Effects of depersonalized environment
Effects that emerge from a workplace environment that is primarily instrumental, with minimal humanizing elements.
Emotional detachment
Becoming somewhat detached, or not vested in the outcome of one's work, to emotionally protect oneself from the work not being approved or proceeding to be implemented.
Emotional involvement
Becoming emotionally (affectively) attached to one's work, and especially the outcomes and the effects of one's contribution; feeling one's stake in those outcomes and effects.
Geographic location
Pertaining to geographic proximity or dispersion among people who are nominally either members of the same team or workgroup, or otherwise collaborating with each other.
Inner/outer orientation
Individual decision processes that indicate whether the person's standpoint is inside the organization (thinking first of the organization's needs) or outside the organization (thinking first of how the organization is perceived, or the effects the organization will have among those with which it is in relation).
Organizational boundary issues
Relating to feeling restricted or bounded in the scope of work an individual or group is able to assume, or being able to identify such boundaries.
Personal benefit
Seeking personal benefit from an event, circumstance or change
Personal identification
How an individual constructs their sense of identity relative to the organization (workgroup, team, larger organization, or external organization).
Specialization
The degree to which an individual or organization focuses extensively or exclusively on one area of competence or expertise.
Turnover
Issues relating to individual members leaving the organization, either voluntarily or not.
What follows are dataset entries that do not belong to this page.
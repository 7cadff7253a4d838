//! The balance aggregator: folds a household's expenses into one net
//! balance per user.

use std::collections::HashMap;

use crate::{ExpenseRecord, MoneyCents};

/// Net balance per user id.
///
/// Positive = the household owes this user money (they overpaid);
/// negative = this user owes the household money. Users who never appear in
/// an expense are absent from the map; callers must treat "absent" as zero.
///
/// A balance map is derived, never stored: it is recomputed from the full
/// expense set on every request, so staleness is impossible.
pub type BalanceMap = HashMap<String, MoneyCents>;

/// Folds a set of expense records into a [`BalanceMap`].
///
/// For every participant of every expense, `owed = amount * share` (rounded
/// to the nearest cent) is subtracted from the participant and added to the
/// payer. A payer who is also a participant nets out with no special case.
///
/// The same rounded `owed` figure is applied on both sides, so the values of
/// the resulting map sum to **exactly** zero cents, even when the share sum
/// sits inside the validator's tolerance band (the payer absorbs the
/// undistributed remainder).
///
/// There is no failure mode: an already-validated expense list always
/// aggregates, and an empty list yields an empty map.
pub fn aggregate(expenses: &[ExpenseRecord]) -> BalanceMap {
    let mut balances = BalanceMap::new();

    for expense in expenses {
        for participant in &expense.participants {
            let owed = expense.amount.split(participant.share);

            *balances
                .entry(participant.user_id.clone())
                .or_insert(MoneyCents::ZERO) -= owed;
            *balances
                .entry(expense.payer.clone())
                .or_insert(MoneyCents::ZERO) += owed;
        }
    }

    balances
}
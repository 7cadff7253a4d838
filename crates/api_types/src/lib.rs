use chrono::{DateTime, FixedOffset};
use serde::{Deserialize, Serialize};
use uuid::Uuid;

pub mod expense {
    use super::*;

    /// One participant's stake in an expense, as entered by a client.
    #[derive(Clone, Debug, Serialize, Deserialize)]
    pub struct ParticipantShare {
        pub user_id: String,
        /// Fraction of the amount in `(0, 1]`; the server rejects the
        /// expense if the shares do not sum to 1 within tolerance.
        pub share: f64,
    }

    /// Request body for creating an expense.
    #[derive(Debug, Serialize, Deserialize)]
    pub struct ExpenseNew {
        pub household_id: String,
        pub name: String,
        /// Total cost in integer cents. Must be > 0.
        pub amount_cents: i64,
        /// User id of who fronted the full amount.
        pub payer: String,
        pub participants: Vec<ParticipantShare>,
        /// RFC3339 timestamp of when the expense happened.
        ///
        /// Optional: if absent, the server uses now().
        pub date: Option<DateTime<FixedOffset>>,
    }

    #[derive(Debug, Serialize, Deserialize)]
    pub struct ExpenseCreated {
        pub id: Uuid,
    }

    /// One expense as returned by the list endpoint.
    #[derive(Debug, Serialize, Deserialize)]
    pub struct ExpenseView {
        pub id: Uuid,
        pub name: String,
        pub amount_cents: i64,
        pub payer: String,
        pub participants: Vec<ParticipantShare>,
        /// RFC3339 timestamp.
        pub date: DateTime<FixedOffset>,
    }

    /// Response body for listing a household's expenses, newest first.
    #[derive(Debug, Serialize, Deserialize)]
    pub struct ExpenseListResponse {
        pub expenses: Vec<ExpenseView>,
    }
}

pub mod balance {
    /// Balance endpoint response: net balance in cents per user id, as the
    /// direct response body.
    ///
    /// Positive = owed to the user, negative = the user owes. Users with no
    /// expense involvement are absent.
    pub type BalancesResponse = std::collections::BTreeMap<String, i64>;
}

pub mod settlement {
    use super::*;

    /// One suggested payment. Advisory only, never persisted as paid.
    #[derive(Clone, Debug, PartialEq, Eq, Serialize, Deserialize)]
    pub struct SettlementView {
        pub from: String,
        pub to: String,
        pub amount_cents: i64,
    }
}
Changing organizational cultures
Description of interactions and effects after a change in corporate culture, as a result of a merger or other major organizational change that results in a significant cultural change.
Comparison among precursor companies
Comparing behaviours, policies and cultures among precursor or predecessor organizations in a merged or transformed organization.
Creating hierarchy
Explicitly creating a new hierarchical structure, or reinforcing an existing structure, in response to a change, event, or circumstance
Disrupting bureaucracy
Actions or decision processes that disrupt the existing or expected bureaucracy.
Eliminating hierarchy, class, status
Actions that tend to diminish the class/status associated with hierarchical position
Eliminating organizational boundaries
Actions that minimize or eliminate traditional boundaries among organizational groups, or constituencies traditionally though of as being outside the organization
Encouraging continuous emergence
Actions, decisions and processes that create conditions for continual emergence of new realizations, changes, through facilitating change in perspectives, contexts and how meaning is made in the organization.
Reaction to change
Individual or group reaction to organizational change
Scaling the organization
Issues relating to how the organization structures scale with significant growth.
Scaling to opposite
An action taken by an individual manager that is reflected as opposite to the official policy taken at a mass level throughout the large organization. e.g. an individual manager allows an employee to telecommute, despite the corporate policy forbidding telecommuting.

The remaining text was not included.